The sensitivity, specificity, and PPV of the COVID-specific case definition all increased over time (Table 5). The sensitivity of this case definition was moderate during the first period (65.1%) and increased to moderately high (75.4%) during the last period. The specificity was moderately high during the first period (81.6%) and increased to be high (93.3%) during the last period. The PPV of this case definition was very poor (22.8%) early in the pandemic, but improved to a moderately high level (76.5%) during the last period of surveillance.

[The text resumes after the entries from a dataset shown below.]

//! 依赖注入容器抽象接口
//!
//! 提供依赖注入容器的核心抽象

use crate::resolver::ResolveOptions;
use infrastructure_common::{
    downcast_instance, DependencyError, DependencyResult, Instance, ServiceKey,
};
use serde::{Deserialize, Serialize};
use std::sync::Arc;

/// 依赖注入容器 trait
///
/// 类型化的解析方法建立在按服务标识解析的方法之上。
pub trait DiContainer: Send + Sync {
    /// 按服务标识解析（最后一条注册）
    fn resolve_key(&self, service_key: ServiceKey) -> DependencyResult<Instance>;

    /// 按服务标识解析全部注册
    fn resolve_all_key(&self, service_key: ServiceKey) -> DependencyResult<Vec<Instance>>;

    /// 按服务标识和名称解析
    fn resolve_named_key(&self, service_key: ServiceKey, name: &str) -> DependencyResult<Instance>;

    /// 检查是否已注册服务
    fn is_registered(&self, service_key: ServiceKey) -> bool;

    /// 获取所有已注册的服务标识
    fn registered_services(&self) -> Vec<ServiceKey>;

    /// 获取容器统计信息
    fn stats(&self) -> ContainerStats;

    /// 验证容器状态
    fn validate(&self) -> Result<(), Vec<DependencyError>>;

    /// 解析服务
    fn resolve<T>(&self) -> DependencyResult<Arc<T>>
    where
        T: ?Sized + Send + Sync + 'static,
        Self: Sized,
    {
        let instance = self.resolve_key(ServiceKey::of::<T>())?;
        downcast_instance::<T>(&instance)
    }

    /// 解析服务的全部实现（按注册顺序）
    fn resolve_all<T>(&self) -> DependencyResult<Vec<Arc<T>>>
    where
        T: ?Sized + Send + Sync + 'static,
        Self: Sized,
    {
        self.resolve_all_key(ServiceKey::of::<T>())?
            .iter()
            .map(downcast_instance::<T>)
            .collect()
    }

    /// 解析指定名称的服务
    fn resolve_named<T>(&self, name: &str) -> DependencyResult<Arc<T>>
    where
        T: ?Sized + Send + Sync + 'static,
        Self: Sized,
    {
        let instance = self.resolve_named_key(ServiceKey::of::<T>(), name)?;
        downcast_instance::<T>(&instance)
    }

    /// 检查类型是否已注册
    fn is_registered_type<T>(&self) -> bool
    where
        T: ?Sized + 'static,
        Self: Sized,
    {
        self.is_registered(ServiceKey::of::<T>())
    }
}

/// 容器配置
#[derive(Debug, Clone, PartialEq, Eq, Serialize, Deserialize)]
#[serde(default)]
pub struct ContainerConfig {
    /// 是否启用循环依赖检测
    pub enable_circular_dependency_detection: bool,
    /// 最大解析深度
    pub max_resolution_depth: usize,
    /// 是否为未注册的具体类型隐式创建瞬时实例
    pub enable_implicit_registration: bool,
}

impl ContainerConfig {
    /// 严格模式：只解析显式注册的服务
    pub fn strict() -> Self {
        Self {
            enable_implicit_registration: false,
            ..Self::default()
        }
    }

    /// 设置最大解析深度
    pub fn with_max_resolution_depth(mut self, depth: usize) -> Self {
        self.max_resolution_depth = depth;
        self
    }

    /// 设置是否启用循环依赖检测
    pub fn with_circular_dependency_detection(mut self, enabled: bool) -> Self {
        self.enable_circular_dependency_detection = enabled;
        self
    }

    /// 设置是否启用隐式注册
    pub fn with_implicit_registration(mut self, enabled: bool) -> Self {
        self.enable_implicit_registration = enabled;
        self
    }

    /// 转换为解析选项
    pub fn resolve_options(&self) -> ResolveOptions {
        ResolveOptions {
            detect_cycles: self.enable_circular_dependency_detection,
            max_depth: self.max_resolution_depth,
        }
    }
}

impl Default for ContainerConfig {
    fn default() -> Self {
        Self {
            enable_circular_dependency_detection: true,
            max_resolution_depth: 100,
            enable_implicit_registration: true,
        }
    }
}

/// 容器统计信息
#[derive(Debug, Clone, Default, PartialEq, Eq, Serialize)]
pub struct ContainerStats {
    /// 注册总数
    pub registrations: usize,
    /// 已注册服务数量
    pub registered_services: usize,
    /// 活跃单例数量
    pub active_singletons: usize,
    /// 顶层解析次数
    pub resolutions: u64,
    /// 解析错误数量
    pub resolution_errors: u64,
    /// 扫描警告数量
    pub scan_warnings: usize,
}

The broadest of the 3 case definitions, CLI, had the highest sensitivity (range=75.5%–79.2%) compared to the other case definitions, but it was only slightly higher than the COVID-specific case definition (Table 6). As expected, specificity was lowest among the CLI case definition compared to the other case definitions. The specificity of this case definition ranged from 64.9% during the first period to 86.0% during the last period. The PPV was very low during the first period (15.3%), but increased to a moderate level (62.1%) by the last period of surveillance.

Editorial Comment

As the COVID-19 pandemic expanded in the U.S. in March 2020, surveillance, diagnosis, and tracking efforts were rapidly deployed and evolved. With the addition of new ICD-10-CM codes for COVID-19 and guidance for their use, it was crucial to develop and evaluate various ICD-10-CM based case definitions to allow for accurate, population-level surveillance of COVID-19. This study evaluated 3 COVID-19 case definitions to determine and compare their sensitivity, specificity, and PPV.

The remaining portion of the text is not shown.